• _EXERCISE_
Reproduce every entry exactly as given.

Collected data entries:
^^^^^^^^
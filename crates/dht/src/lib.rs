//! ZenTalk DHT
//!
//! Kademlia over UDP: a 160-bucket routing table with the XOR metric,
//! TTL-bound local storage, signed value records that defend against
//! poisoning, and iterative FIND_NODE / FIND_VALUE lookups with α-parallel
//! probes and K-replicated stores.

mod entry;
mod node;
mod protocol;
mod routing;
mod storage;

pub use entry::*;
pub use node::*;
pub use protocol::*;
pub use routing::*;
pub use storage::*;

use thiserror::Error;

#[derive(Error, Debug)]
pub enum DhtError {
    #[error("Serialization error: {0}")]
    Serialization(String),

    #[error("Signature verification failed")]
    BadSignature,

    #[error("Entry expired")]
    Expired,

    #[error("Invalid entry field: {0}")]
    InvalidEntry(&'static str),

    #[error("RPC timeout")]
    Timeout,

    #[error("Transport error: {0}")]
    Transport(String),

    #[error("Value not found")]
    NotFound,

    #[error("No replica acknowledged the store")]
    StoreFailed,
}

pub type Result<T> = std::result::Result<T, DhtError>;

impl From<std::io::Error> for DhtError {
    fn from(e: std::io::Error) -> Self {
        DhtError::Transport(e.to_string())
    }
}

impl From<DhtError> for zentalk_core::ZentalkError {
    fn from(e: DhtError) -> Self {
        use zentalk_core::ZentalkError;
        match e {
            DhtError::BadSignature => ZentalkError::Signature,
            DhtError::Expired => ZentalkError::Expired,
            DhtError::NotFound => ZentalkError::NotFound("dht value".to_string()),
            DhtError::Timeout => ZentalkError::Transport("rpc deadline exceeded".to_string()),
            DhtError::Transport(msg) => ZentalkError::Transport(msg),
            DhtError::StoreFailed => {
                ZentalkError::Exhausted("no replica acknowledged the store".to_string())
            }
            DhtError::Serialization(msg) => ZentalkError::Decode(msg),
            DhtError::InvalidEntry(field) => ZentalkError::Validation(field.to_string()),
        }
    }
}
^^^^^^^^
• _EXPECTED ANSWER_
filename crates/dht/src/lib.rs
//! ZenTalk DHT
//!
//! Kademlia over UDP: a 160-bucket routing table with the XOR metric,
//! TTL-bound local storage, signed value records that defend against
//! poisoning, and iterative FIND_NODE / FIND_VALUE lookups with α-parallel
//! probes and K-replicated stores.

mod entry;
mod node;
mod protocol;
mod routing;
mod storage;

pub use entry::*;
pub use node::*;
pub use protocol::*;
pub use routing::*;
pub use storage::*;

use thiserror::Error;

#[derive(Error, Debug)]
pub enum DhtError {
    #[error("Serialization error: {0}")]
    Serialization(String),

    #[error("Signature verification failed")]
    BadSignature,

    #[error("Entry expired")]
    Expired,

    #[error("Invalid entry field: {0}")]
    InvalidEntry(&'static str),

    #[error("RPC timeout")]
    Timeout,

    #[error("Transport error: {0}")]
    Transport(String),

    #[error("Value not found")]
    NotFound,

    #[error("No replica acknowledged the store")]
    StoreFailed,
}

pub type Result<T> = std::result::Result<T, DhtError>;

impl From<std::io::Error> for DhtError {
    fn from(e: std::io::Error) -> Self {
        DhtError::Transport(e.to_string())
    }
}

impl From<DhtError> for zentalk_core::ZentalkError {
    fn from(e: DhtError) -> Self {
        use zentalk_core::ZentalkError;
        match e {
            DhtError::BadSignature => ZentalkError::Signature,
            DhtError::Expired => ZentalkError::Expired,
            DhtError::NotFound => ZentalkError::NotFound("dht value".to_string()),
            DhtError::Timeout => ZentalkError::Transport("rpc deadline exceeded".to_string()),
            DhtError::Transport(msg) => ZentalkError::Transport(msg),
            DhtError::StoreFailed => {
                ZentalkError::Exhausted("no replica acknowledged the store".to_string())
            }
            DhtError::Serialization(msg) => ZentalkError::Decode(msg),
            DhtError::InvalidEntry(field) => ZentalkError::Validation(field.to_string()),
        }
    }
}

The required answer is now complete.